If I had not been afraid of humiliating myself before so vast an assemblage, I should gladly have fallen at the feet of this generous player to thank him for his unheard of munificence. But little by little, after I had left him, incurable distrust reentered my breast; I dared no longer believe in such prodigious good fortune, and, on going to bed, still saying my prayers through silly force of habit, I repeated in semi-slumber: "My God! Lord, my God! Let it be that the Devil keep his word!"


THE ROPE
To Edward Manet

Illusions, my friend told me, are perhaps as numberless as the relations of men with one another, or of men to things. And when the illusion disappears, that is, when we see the being or the fact as it exists outside of us, we undergo a strange feeling, a complex half of regret for the vanished phantom, half of agreeable surprise before the novelty, before the real fact. If one phenomenon exists that is trite, evident, always the same, concerning, the nature of which it is impossible to be deceived, it is maternal love. It is as difficult to imagine a mother without maternal love as a light without heat; is it not then perfectly legitimate to attribute to maternal love all the words and actions of a mother, relating to her child? None the less hear this little story, in which I was singularly mystified by the most natural illusion.
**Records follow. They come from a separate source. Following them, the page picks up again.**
use std::sync::Arc;

use async_trait::async_trait;
use once_cell::sync::OnceCell;
use serenity::{
    all::{
        ChannelId, Command, CommandDataOption, CommandDataOptionValue, CommandId, CommandOption, CommandOptionType, CommandType,
        CreateInteractionResponse, CreateInteractionResponseMessage, CreateMessage, EditInteractionResponse, GuildId, Interaction,
        Message, MessageId, ReactionType, RoleId, User, UserId,
    },
    http::Http,
};
use tokio::sync::RwLock;

use crate::bot::{
    chat_event::chat_event::{
        ChatEvent, CommandInvocation, ComponentActivation, InteractionEvent, InteractionOption, InteractionRef, Invoker, MessageEvent,
        OptionValue,
    },
    commands::commands::BotResult,
    handler::handler::{ChatClient, CommandScope},
    schema::schema::{CommandKind, CommandSchema, OptionChoice, OptionKind, OptionSchema, RemoteCommand},
};

/// `ChatClient` over serenity's REST client.
pub struct SerenityClient {
    http: Arc<Http>,
    bot_id: OnceCell<UserId>,
    guilds: RwLock<Vec<GuildId>>,
}

impl SerenityClient {
    pub fn new(http: Arc<Http>) -> Self {
        Self { http, bot_id: OnceCell::new(), guilds: RwLock::new(Vec::new()) }
    }

    fn http(&self) -> &Http {
        &self.http
    }

    /// Records what the gateway told us on identify.
    pub async fn on_ready(&self, bot_id: UserId, guilds: Vec<GuildId>) {
        let _ = self.bot_id.set(bot_id);
        *self.guilds.write().await = guilds;
    }

    pub async fn add_guild(&self, guild: GuildId) {
        let mut guilds = self.guilds.write().await;
        if !guilds.contains(&guild) {
            guilds.push(guild);
        }
    }
}

#[async_trait]
impl ChatClient for SerenityClient {
    fn bot_user_id(&self) -> Option<UserId> {
        self.bot_id.get().copied()
    }

    async fn send_message(&self, channel: ChannelId, content: &str) -> BotResult<MessageId> {
        Ok(channel.say(self.http(), content).await?.id)
    }

    async fn reply(&self, channel: ChannelId, to: MessageId, content: &str) -> BotResult<MessageId> {
        let message = CreateMessage::new().content(content).reference_message((channel, to));
        Ok(channel.send_message(self.http(), message).await?.id)
    }

    async fn react(&self, channel: ChannelId, message: MessageId, emoji: &str) -> BotResult<()> {
        channel.create_reaction(self.http(), message, ReactionType::Unicode(emoji.to_string())).await?;
        Ok(())
    }

    async fn delete_message(&self, channel: ChannelId, message: MessageId) -> BotResult<()> {
        channel.delete_message(self.http(), message).await?;
        Ok(())
    }

    async fn broadcast_typing(&self, channel: ChannelId) -> BotResult<()> {
        channel.broadcast_typing(self.http()).await?;
        Ok(())
    }

    async fn direct_message(&self, user: UserId, content: &str) -> BotResult<()> {
        let dm = user.create_dm_channel(self.http()).await?;
        dm.id.say(self.http(), content).await?;
        Ok(())
    }

    async fn create_interaction_response(&self, interaction: &InteractionRef, content: &str, ephemeral: bool) -> BotResult<()> {
        let response = CreateInteractionResponse::Message(CreateInteractionResponseMessage::new().content(content).ephemeral(ephemeral));
        self.http.create_interaction_response(interaction.id, &interaction.token, &response, Vec::new()).await?;
        Ok(())
    }

    async fn edit_interaction_response(&self, interaction: &InteractionRef, content: &str) -> BotResult<()> {
        let edit = EditInteractionResponse::new().content(content);
        self.http.edit_original_interaction_response(&interaction.token, &edit, Vec::new()).await?;
        Ok(())
    }

    async fn delete_interaction_response(&self, interaction: &InteractionRef) -> BotResult<()> {
        self.http.delete_original_interaction_response(&interaction.token).await?;
        Ok(())
    }

    async fn known_guilds(&self) -> Vec<GuildId> {
        self.guilds.read().await.clone()
    }

    async fn fetch_commands(&self, scope: CommandScope) -> BotResult<Vec<RemoteCommand>> {
        let commands = match scope {
            CommandScope::Global => Command::get_global_commands(self.http()).await?,
            CommandScope::Guild(guild) => guild.get_commands(self.http()).await?,
        };
        Ok(commands.iter().map(remote_command).collect())
    }

    async fn overwrite_commands(&self, scope: CommandScope, schemas: &[CommandSchema]) -> BotResult<usize> {
        let builders: Vec<_> = schemas.iter().map(CommandSchema::to_create_command).collect();
        let accepted = match scope {
            CommandScope::Global => Command::set_global_commands(self.http(), builders).await?,
            CommandScope::Guild(guild) => guild.set_commands(self.http(), builders).await?,
        };
        Ok(accepted.len())
    }

    async fn delete_command(&self, scope: CommandScope, id: CommandId) -> BotResult<()> {
        match scope {
            CommandScope::Global => Command::delete_global_command(self.http(), id).await?,
            CommandScope::Guild(guild) => guild.delete_command(self.http(), id).await?,
        }
        Ok(())
    }
}

fn invoker(user: &User, roles: Option<&[RoleId]>) -> Invoker {
    Invoker { user_id: user.id, roles: roles.map(<[RoleId]>::to_vec).unwrap_or_default(), bot: user.bot }
}

pub fn map_message(msg: &Message) -> ChatEvent {
    let roles = msg.member.as_ref().map(|m| m.roles.as_slice());
    ChatEvent::Message(MessageEvent {
        id: msg.id,
        guild_id: msg.guild_id,
        channel_id: msg.channel_id,
        author: invoker(&msg.author, roles),
        content: msg.content.clone(),
    })
}

/// Autocomplete, modal and ping interactions are not routed.
pub fn map_interaction(interaction: &Interaction) -> Option<ChatEvent> {
    let event = match interaction {
        Interaction::Command(cmd) => InteractionEvent::Command(CommandInvocation {
            interaction: InteractionRef {
                id: cmd.id,
                token: cmd.token.clone(),
                guild_id: cmd.guild_id,
                channel_id: cmd.channel_id,
                invoker: invoker(&cmd.user, cmd.member.as_ref().map(|m| m.roles.as_slice())),
            },
            name: cmd.data.name.clone(),
            options: map_options(&cmd.data.options),
        }),
        Interaction::Component(comp) => InteractionEvent::Component(ComponentActivation {
            interaction: InteractionRef {
                id: comp.id,
                token: comp.token.clone(),
                guild_id: comp.guild_id,
                channel_id: comp.channel_id,
                invoker: invoker(&comp.user, comp.member.as_ref().map(|m| m.roles.as_slice())),
            },
            custom_id: comp.data.custom_id.clone(),
        }),
        _ => return None,
    };
    Some(ChatEvent::Interaction(event))
}

fn map_options(options: &[CommandDataOption]) -> Vec<InteractionOption> {
    options.iter().map(|o| InteractionOption::new(o.name.clone(), map_value(&o.value))).collect()
}

fn map_value(value: &CommandDataOptionValue) -> OptionValue {
    match value {
        CommandDataOptionValue::Integer(v) => OptionValue::Int(*v),
        CommandDataOptionValue::Number(v) => OptionValue::Number(*v),
        CommandDataOptionValue::String(v) => OptionValue::String(v.clone()),
        CommandDataOptionValue::Boolean(v) => OptionValue::Bool(*v),
        CommandDataOptionValue::User(id) => OptionValue::User(*id),
        CommandDataOptionValue::Channel(id) => OptionValue::Channel(*id),
        CommandDataOptionValue::Role(id) => OptionValue::Role(*id),
        CommandDataOptionValue::SubCommand(nested) | CommandDataOptionValue::SubCommandGroup(nested) => {
            OptionValue::Nested(map_options(nested))
        }
        _ => OptionValue::Unsupported,
    }
}

fn remote_command(command: &Command) -> RemoteCommand {
    let kind = match command.kind {
        CommandType::User => CommandKind::User,
        CommandType::Message => CommandKind::Message,
        _ => CommandKind::ChatInput,
    };

    RemoteCommand {
        id: command.id,
        schema: CommandSchema {
            name: command.name.clone(),
            description: command.description.clone(),
            kind,
            options: command.options.iter().map(remote_option).collect(),
        },
    }
}

fn remote_option(option: &CommandOption) -> OptionSchema {
    let kind = match option.kind {
        CommandOptionType::SubCommand => OptionKind::SubCommand,
        CommandOptionType::SubCommandGroup => OptionKind::SubCommandGroup,
        CommandOptionType::Integer => OptionKind::Integer,
        CommandOptionType::Boolean => OptionKind::Boolean,
        CommandOptionType::User => OptionKind::User,
        CommandOptionType::Channel => OptionKind::Channel,
        CommandOptionType::Role => OptionKind::Role,
        _ => OptionKind::String,
    };

    OptionSchema {
        kind,
        name: option.name.clone(),
        description: option.description.clone(),
        required: option.required,
        choices: option
            .choices
            .iter()
            .map(|c| OptionChoice {
                name: c.name.clone(),
                value: c.value.as_str().map(str::to_string).unwrap_or_else(|| c.value.to_string()),
            })
            .collect(),
        options: option.options.iter().map(remote_option).collect(),
    }
}
use core::fmt;
use std::{collections::HashSet, fmt::Display};

use async_trait::async_trait;
use serde::Deserialize;
use serenity::all::{ChannelId, UserId};

use crate::bot::{chat_event::chat_event::Invoker, commands::commands::CommandInfo, guild::guild::GuildContext};

#[derive(Clone, Copy, Deserialize, PartialEq, Eq, PartialOrd, Ord, Debug)]
pub enum PermissionLevel {
    Admin,
    Moderator,
    Everyone,
}

impl Display for PermissionLevel {
    fn fmt(&self, f: &mut fmt::Formatter<'_>) -> fmt::Result {
        let s = match self {
            PermissionLevel::Admin => "bot admin",
            PermissionLevel::Moderator => "moderator",
            PermissionLevel::Everyone => "everyone",
        };
        write!(f, "{}", s)
    }
}

/// Bot-wide admin authority, independent of any guild.
pub trait Authorizer: Send + Sync {
    fn is_elevated_admin(&self, user: UserId) -> bool;
    /// Recipients of error reports.
    fn admins(&self) -> Vec<UserId>;
}

#[derive(Debug, Clone, Default)]
pub struct AdminList {
    admins: HashSet<UserId>,
}

impl AdminList {
    pub fn new<I>(admins: I) -> Self where I: IntoIterator<Item = UserId> {
        Self { admins: admins.into_iter().collect() }
    }
}

impl Authorizer for AdminList {
    fn is_elevated_admin(&self, user: UserId) -> bool {
        self.admins.contains(&user)
    }

    fn admins(&self) -> Vec<UserId> {
        let mut admins: Vec<UserId> = self.admins.iter().copied().collect();
        admins.sort();
        admins
    }
}

/// Guild policy (whitelists, ignored channels, disabled triggers). Bot admins bypass it.
#[async_trait]
pub trait InvocationPolicy: Send + Sync {
    async fn allows(&self, guild: &GuildContext, invoker: &Invoker, channel: ChannelId, trigger: &str) -> bool;
}

pub struct AllowAll;

#[async_trait]
impl InvocationPolicy for AllowAll {
    async fn allows(&self, _guild: &GuildContext, _invoker: &Invoker, _channel: ChannelId, _trigger: &str) -> bool {
        true
    }
}

impl CommandInfo {
    pub fn permission(&self) -> PermissionLevel {
        if self.public {
            PermissionLevel::Everyone
        } else {
            PermissionLevel::Moderator
        }
    }
}

pub async fn has_permission(invoker: &Invoker, required: PermissionLevel, guild: &GuildContext, auth: &dyn Authorizer) -> bool {
    // Bot admins supersede everything
    if auth.is_elevated_admin(invoker.user_id) {
        return true;
    }

    match required {
        PermissionLevel::Everyone => true,
        PermissionLevel::Moderator => guild.is_moderator(invoker.user_id, &invoker.roles).await,
        PermissionLevel::Admin => false,
    }
}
"My profession of painter drives me to regard attentively the visages, the physiognomies, which present themselves on my way, and you know what joy we derive from this faculty which renders life more vivid and significant in our eyes than for other men. In the secluded section where I live, and where great grassy spaces still separate the buildings, I often observed a child whose ardent and roguish countenance, more than all the rest, won me straightway. He posed for me more than once, and I transformed him, now into a little gypsy, now into an angel, now into mythological Love. I made him bear the violin of the vagabond, the Crown of Thorns and the Nails of the Passion, and the Torch of Eros. At length, I took so lively a pleasure in all the drollery of the youngster, that one day I begged his parents, poor folk, to be kind enough to yield him to me, promising to clothe him well, to give him money and not to impose on him any task beyond cleaning my brushes and running my errands. The child, with his face washed, became charming, and the life he led with me seemed a paradise, compared to that he had undergone in the parental hovel. Only I must say that the little fellow astonished me at times by singular spells of precocious sadness, and that he soon manifested an immoderate taste for sugar and for liqueurs; so much so that one day when I found that, despite my numerous warnings, he had again been doing some pilfering of that sort, I threatened to send him back to his parents. Then I went out, and my business kept me away for quite some time.
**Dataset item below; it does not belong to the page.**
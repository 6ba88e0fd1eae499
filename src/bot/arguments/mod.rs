pub mod arguments;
"What was my surprise and horror when, reëntering the house, the first object that met my eyes was my little fellow, the frolicsome companion of my life, hanging from the panel of the closet! His feet almost touched the floor; a chair, which he had doubtless thrust back with his foot, was overturned beside him; his head was bent convulsively over one shoulder; his bloated face, and his eyes, quite wide open with a fearful fixity, gave at first the illusion of life. To take him down was not so easy a business as you might think. He was already quite stiff, and I had an inexplicable repugnance to letting him fall heavily to the floor. It was necessary to bear his whole weight on one arm, and, with the free hand, to cut the rope. But that accomplished, all was not yet done; the little monster had made use of a very slender twine which had entered deep into his flesh, and I must now, with delicate scissors, seek the cord between the two cushions of the swelling, to disengage the neck.

"I have neglected to tell you that I called vigorously for help; but all my neighbors refused to come to my assistance, faithful in that to the habits of civilized man, who never wishes, I know not why, to mix in the affairs of one that has been hanged. Finally a physician came, who said that the child had been dead several hours. When, later, we had to disrobe him for burial, the cadaverous rigidity was such that, despairing of bending his limbs, we had to tear and cut the garments to remove them."